For organisations deploying open models through cloud-based inference, the most immediate step is recognising that a licence tag on a model platform is not a legal opinion. Before deploying any open-weight model in a commercial context, whether accessed directly or through a provider, the licence status should be verified at the artefact level: does the model repository contain the full licence text, a copyright notice, and attribution information for its upstream components? Where models are accessed through inference providers, the organisation should require, as a contractual term, that the provider disclose the model identity, the applicable licence, and any attribution requirements.
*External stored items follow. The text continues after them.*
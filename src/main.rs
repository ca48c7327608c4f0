use anyhow::{Context, Result};
use clap::{CommandFactory, Parser};
use forestcarbon::cli::{
    Cli, Commands, RunOverrides, TierOverrides, load_config, render_template, resolve_config,
};
use forestcarbon::input::PipelineConfig;
use forestcarbon::log::{config_echo, show_farewell_with_timing, show_greeting, show_report};
use forestcarbon::mount::Tier;
use forestcarbon::{check_inputs, list_tier, run_pipeline};
use indicatif::{ProgressBar, ProgressStyle};
use log::{debug, info};
use std::path::{Path, PathBuf};
use std::time::{Duration, Instant};

#[tokio::main]
async fn main() -> Result<()> {
    let cli = Cli::parse();
    init_logging(cli.verbose, cli.quiet);

    match &cli.command {
        Commands::Run { overrides, dry_run } => {
            run(cli.config.as_deref(), overrides, *dry_run, cli.quiet).await
        }
        Commands::Validate {
            config_file,
            detailed,
            check_inputs,
        } => {
            let path = config_file.as_deref().or(cli.config.as_deref());
            validate(path, *detailed, *check_inputs, cli.quiet).await
        }
        Commands::Template {
            template_type,
            format,
            output,
        } => {
            let rendered = render_template(*template_type, *format)?;
            write_output(output.as_ref(), &rendered)
        }
        Commands::List { tier, overrides } => {
            list(cli.config.as_deref(), (*tier).into(), overrides).await
        }
        Commands::Completions { shell, output } => {
            let mut buffer = Vec::new();
            clap_complete::generate(*shell, &mut Cli::command(), "forestcarbon", &mut buffer);
            write_output(output.as_ref(), &String::from_utf8_lossy(&buffer))
        }
    }
}

fn init_logging(verbose: bool, quiet: bool) {
    let default_level = if verbose {
        "debug"
    } else if quiet {
        "error"
    } else {
        "info"
    };

    env_logger::Builder::from_env(env_logger::Env::default().default_filter_or(default_level))
        .format_timestamp_secs()
        .init();
}

fn spinner(quiet: bool, message: &str) -> Option<ProgressBar> {
    if quiet {
        return None;
    }

    let pb = ProgressBar::new_spinner();
    if let Ok(style) =
        ProgressStyle::default_spinner().template("{spinner:.green} [{elapsed_precise}] {msg}")
    {
        pb.set_style(style);
    }
    pb.set_message(message.to_string());
    pb.enable_steady_tick(Duration::from_millis(100));
    Some(pb)
}

async fn run(
    config_path: Option<&Path>,
    overrides: &RunOverrides,
    dry_run: bool,
    quiet: bool,
) -> Result<()> {
    let start_time = Instant::now();

    if !quiet {
        let source = config_path
            .map(|p| p.display().to_string())
            .unwrap_or_else(|| "defaults".to_string());
        show_greeting(&source);
    }

    let config = resolve_config(config_path, overrides).context("Failed to load configuration")?;
    if !quiet {
        config_echo(&config);
    }

    if dry_run {
        let inputs = check_inputs(&config)
            .await
            .context("Dry run failed")?;
        for (kind, path) in inputs {
            info!("{} found at {}", kind, path);
        }
        info!("Dry run complete, nothing written");
        return Ok(());
    }

    let progress = spinner(quiet, "Running pipeline...");
    let result = run_pipeline(&config).await;
    if let Some(pb) = &progress {
        pb.finish_and_clear();
    }

    let report = result.context("Pipeline run failed")?;
    debug!("{:?}", report);

    if !quiet {
        show_report(&report);
        show_farewell_with_timing(start_time.elapsed());
    }

    Ok(())
}

async fn validate(
    config_path: Option<&Path>,
    detailed: bool,
    inputs: bool,
    quiet: bool,
) -> Result<()> {
    let config = load_config(config_path).context("Failed to load configuration")?;
    config.validate().context("Configuration is invalid")?;

    if inputs {
        check_inputs(&config)
            .await
            .context("Raw input check failed")?;
    }

    if detailed {
        print_resolved(&config)?;
    }

    if !quiet {
        println!("Configuration is valid");
    }

    Ok(())
}

fn print_resolved(config: &PipelineConfig) -> Result<()> {
    println!("{}", config.to_yaml()?);
    Ok(())
}

async fn list(config_path: Option<&Path>, tier: Tier, overrides: &TierOverrides) -> Result<()> {
    let mut config = load_config(config_path).context("Failed to load configuration")?;
    overrides.apply(&mut config.tiers);

    let files = list_tier(&config, tier)
        .await
        .with_context(|| format!("Failed to list {} tier", tier))?;

    for file in files {
        println!("{}", file);
    }

    Ok(())
}

fn write_output(output: Option<&PathBuf>, content: &str) -> Result<()> {
    match output {
        Some(path) => {
            std::fs::write(path, content)
                .with_context(|| format!("Failed to write {}", path.display()))?;
            info!("Wrote {}", path.display());
        }
        None => print!("{}", content),
    }

    Ok(())
}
This is the AI equivalent of requiring a software vendor to identify its open-source dependencies, a practice that has been standard in software procurement for over a decade.

For inference providers, the current practice of serving open-weight models without surfacing upstream licence conditions creates an asymmetry that the downstream user cannot resolve alone. Implementing a disclosure mechanism, whether as an API header, a documentation page, or a metadata endpoint identifying the upstream model and its licence, would be a technically modest step with significant practical value. It would not impose compliance obligations on the provider. It would make compliance possible for the developer.

For model publishers, the evidence from the Jewitt et al. audit demonstrates that compliance begins at publication. A licence tag without a licence file is the equivalent of a label on a sealed box that reads “contents: permitted” without any legal instrument inside. Publishers should include the full licence text as a file in the model repository, attach a copyright notice, and document the provenance of the model’s training data and base model with enough specificity that a downstream user can trace the chain of obligations.

Conclusion

The licensing gap in open AI is not a compliance failure. It is a design failure. The documentation is systemically absent. The licences fit their target artefacts uncertainly. And the delivery architecture that is rapidly becoming the default, cloud-based inference, separates the end user from the licensed material in a way that no amount of individual diligence can fully overcome.

The most consequential of these three conditions is the last, because it will not self-correct. The documentation gap is measurable and addressable through better platform conventions. The definitional gap is recognised and will narrow as AI-specific licensing frameworks such as the OSI’s Open Source AI Definition and the SPDX 3.0 standard for AI bills of materials mature. But the intermediary gap is a product of the delivery architecture itself. Better compliance at the publishing stage cannot close a gap that opens at the serving stage.

The open-source licensing tradition contains the precedent for solving this. When software moved from packages to network services, the AGPLextended copyleft obligations to the new delivery model. AI models have undergone the same shift, from downloads to cloud-served inference, and the licensing framework has not followed. The principle is clear: when the delivery model changes, the licence must change with it. A transparency obligation at the point of serving, requiring inference providers to disclose the upstream model, its licence, and its attribution conditions, would apply that principle to the layer where the information currently disappears from the delivery path.

The direction of the law reinforces the urgency. The EU AI Act’stransparency obligations for general-purpose AI models, including training data summaries and documentation for downstream providers, apply from August 2025, with enforcement powers following in August 2026. The regulatory expectation is that provenance information will accompany AI models through the supply chain. The infrastructure to meet that expectation does not yet exist.

The risk that is being underestimated is not licence violation. It is the growing distance between the obligations that attach to open models and the practical ability of the people who use them to know what those obligations are. The open-source community closed this kind of gap once before. It is time to close it again.